I'm still adding dials before I play. I am convinced that oceanic currents are an independent factor, on a 10,000 year cycle, and they are intimately associated with continental aggregation. Look at this
In the short years I've been looking at it, there have been minor variations with large consequences, such as no hurricanes, more typhoons, etc. The picture is of air currents, but they have no staying power, it's the ocean heat transport that drives them. We also know the 7 year El Nino cycle, but there must be other cycles. My dial would just indicate the efficiency of heat transport from the equator to the north (south for Australians).
I am also convinced that this shuts down during ice ages. Although I have studied ice ages extensively, I can find no good ideas of what the equator was doing at the time. I suspect it was extra hot. I know it was at least tropical, and did not cool down significantly or all our warm-water critters would be dead. So, I'm really eliminating a major solar cycle. If the sun goes down, it must go up, and we're still here. :)

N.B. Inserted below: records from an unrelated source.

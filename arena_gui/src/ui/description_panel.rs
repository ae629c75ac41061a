//! Description Panel (Left)
//!
//! Dispatches on the active tab:
//! - Statement -> sanitized problem statement through the markdown viewer
//! - Editorial -> placeholder
//! - Submissions -> placeholder

use iced::widget::{column, container, markdown, scrollable, text, Column, Space};
use iced::{Element, Length, Theme};

use arena_core::Tab;

use crate::{App, Message};
use super::tab_bar;

/// Render the description panel
///
/// `left_percent` is the panel's share of the workspace width, 10..90.
pub fn view_description_panel(app: &App, left_percent: f64) -> Element<'_, Message> {
    let active = app.workspace.active_tab();

    let pane: Element<'_, Message> = match active {
        Tab::Statement => view_statement(app),
        Tab::Editorial => view_placeholder("The editorial for this problem is not available yet."),
        Tab::Submissions => view_placeholder("You have no submissions for this problem."),
    };

    let content = column![
        tab_bar::view_tab_bar(active),
        Space::new().height(8),
        scrollable(container(pane).padding(20).width(Length::Fill)).height(Length::Fill),
    ];

    container(content)
        .width(Length::FillPortion(portion(left_percent)))
        .height(Length::Fill)
        .style(container::bordered_box)
        .padding(5)
        .into()
}

/// Statement pane; the items were parsed from the sanitized statement
fn view_statement(app: &App) -> Element<'_, Message> {
    if app.workspace.statement().is_empty() {
        return view_placeholder("This problem has no statement.");
    }

    let theme = if app.workspace.editor_config().theme.is_dark() {
        Theme::Dark
    } else {
        Theme::Light
    };

    markdown::view(&app.statement_items, theme).map(|url| Message::LinkClicked(url.to_string()))
}

fn view_placeholder(message: &'static str) -> Element<'static, Message> {
    Column::new()
        .push(text(message).size(13).color([0.5, 0.5, 0.5]))
        .into()
}

/// Convert a percentage to a fill portion (scaled by 100 for precision)
pub fn portion(percent: f64) -> u16 {
    (percent * 100.0).round().clamp(1.0, f64::from(u16::MAX)) as u16
}

#[cfg(test)]
mod tests {
    use super::*;

    #[test]
    fn test_portion_scales_percent() {
        assert_eq!(portion(50.0), 5000);
        assert_eq!(portion(30.25), 3025);
        assert_eq!(portion(0.0), 1);
    }
}
//! # Statement Sanitization
//!
//! Problem statements arrive as untrusted markdown that may embed raw HTML.
//! Everything handed to the markdown renderer goes through [`sanitize`]
//! first, and the renderer only accepts [`SafeContent`], so the unsanitized
//! string cannot reach it.
//!
//! Kept: headings, lists, `pre`/`code`, emphasis, tables, layout tags
//! (`div`, `span`, `p`, `br`), links and images.
//! Dropped: `script` and `style` elements with their content, event-handler
//! attributes, inline `style` attributes, and non-http(s)/mailto URLs.
//!
//! ```rust
//! use arena_core::sanitize::sanitize;
//!
//! let safe = sanitize("<script>alert(1)</script><p>hi</p>");
//! assert_eq!(safe.as_str(), "<p>hi</p>");
//! ```

use std::collections::HashSet;
use std::fmt;

use ammonia::Builder;
use once_cell::sync::Lazy;
use serde::Serialize;

/// Elements removed together with everything inside them
const STRIPPED_WITH_CONTENT: [&str; 6] = ["script", "style", "iframe", "object", "embed", "template"];

/// Link schemes that survive sanitization
const ALLOWED_URL_SCHEMES: [&str; 3] = ["http", "https", "mailto"];

static CLEANER: Lazy<Builder<'static>> = Lazy::new(|| {
    let mut builder = Builder::default();
    builder
        .clean_content_tags(STRIPPED_WITH_CONTENT.iter().copied().collect::<HashSet<_>>())
        .url_schemes(ALLOWED_URL_SCHEMES.iter().copied().collect::<HashSet<_>>())
        .link_rel(Some("noopener noreferrer"))
        .strip_comments(true);
    builder
});

/// Statement markup that has passed through the sanitizer.
///
/// Only [`sanitize`] constructs this type.
#[derive(Debug, Clone, PartialEq, Eq, Default, Serialize)]
#[serde(transparent)]
pub struct SafeContent(String);

impl SafeContent {
    pub fn as_str(&self) -> &str {
        &self.0
    }

    pub fn is_empty(&self) -> bool {
        self.0.trim().is_empty()
    }
}

impl AsRef<str> for SafeContent {
    fn as_ref(&self) -> &str {
        &self.0
    }
}

impl fmt::Display for SafeContent {
    fn fmt(&self, f: &mut fmt::Formatter<'_>) -> fmt::Result {
        f.write_str(&self.0)
    }
}

/// Strip active markup from raw statement content.
///
/// Never fails: fragments the HTML parser cannot make sense of are dropped.
/// Sanitizing already-sanitized content returns it unchanged.
pub fn sanitize(raw: &str) -> SafeContent {
    let cleaned = CLEANER.clean(raw).to_string();
    SafeContent(restore_pre_newlines(&cleaned))
}

/// Re-add the newline the HTML parser drops after a `<pre>` start tag.
///
/// The parser ignores one newline directly after `<pre>`, so content that
/// starts with a newline must be serialized with an extra one or the next
/// parse eats it.
fn restore_pre_newlines(html: &str) -> String {
    let mut out = String::with_capacity(html.len());
    let mut rest = html;
    // Text never holds a raw '<' after serialization, so every '<' opens a tag
    while let Some(open) = rest.find('<') {
        let Some(len) = tag_len(&rest[open..]) else {
            break;
        };
        let end = open + len;
        let tag = &rest[open..end];
        out.push_str(&rest[..end]);
        rest = &rest[end..];
        if is_pre_start(tag) && rest.starts_with('\n') {
            out.push('\n');
        }
    }
    out.push_str(rest);
    out
}

/// Length of the tag at the start of `s`, up to and including its `>`
fn tag_len(s: &str) -> Option<usize> {
    let mut quoted = false;
    for (i, c) in s.char_indices() {
        match c {
            '"' => quoted = !quoted,
            '>' if !quoted => return Some(i + 1),
            _ => {}
        }
    }
    None
}

fn is_pre_start(tag: &str) -> bool {
    let name = tag[1..]
        .split(|c: char| c == '>' || c == '/' || c.is_ascii_whitespace())
        .next()
        .unwrap_or_default();
    name.eq_ignore_ascii_case("pre")
}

Update: More research shows controversy and conflicting evidence on the tropics during the ice age. The oceans remained warm, but the highlands were cold and there was no Sahara dust in South America. To me, this implies the whole Equator to Poles system stopped, which is what I expect. The recovery mechanism was that the ocean level went down 120m which probably made the equator soil and water really hot, and everything started up again. (Thank Goodness). There is also the fact of isostatic response which sinks the highlands in Canada and makes them warmer.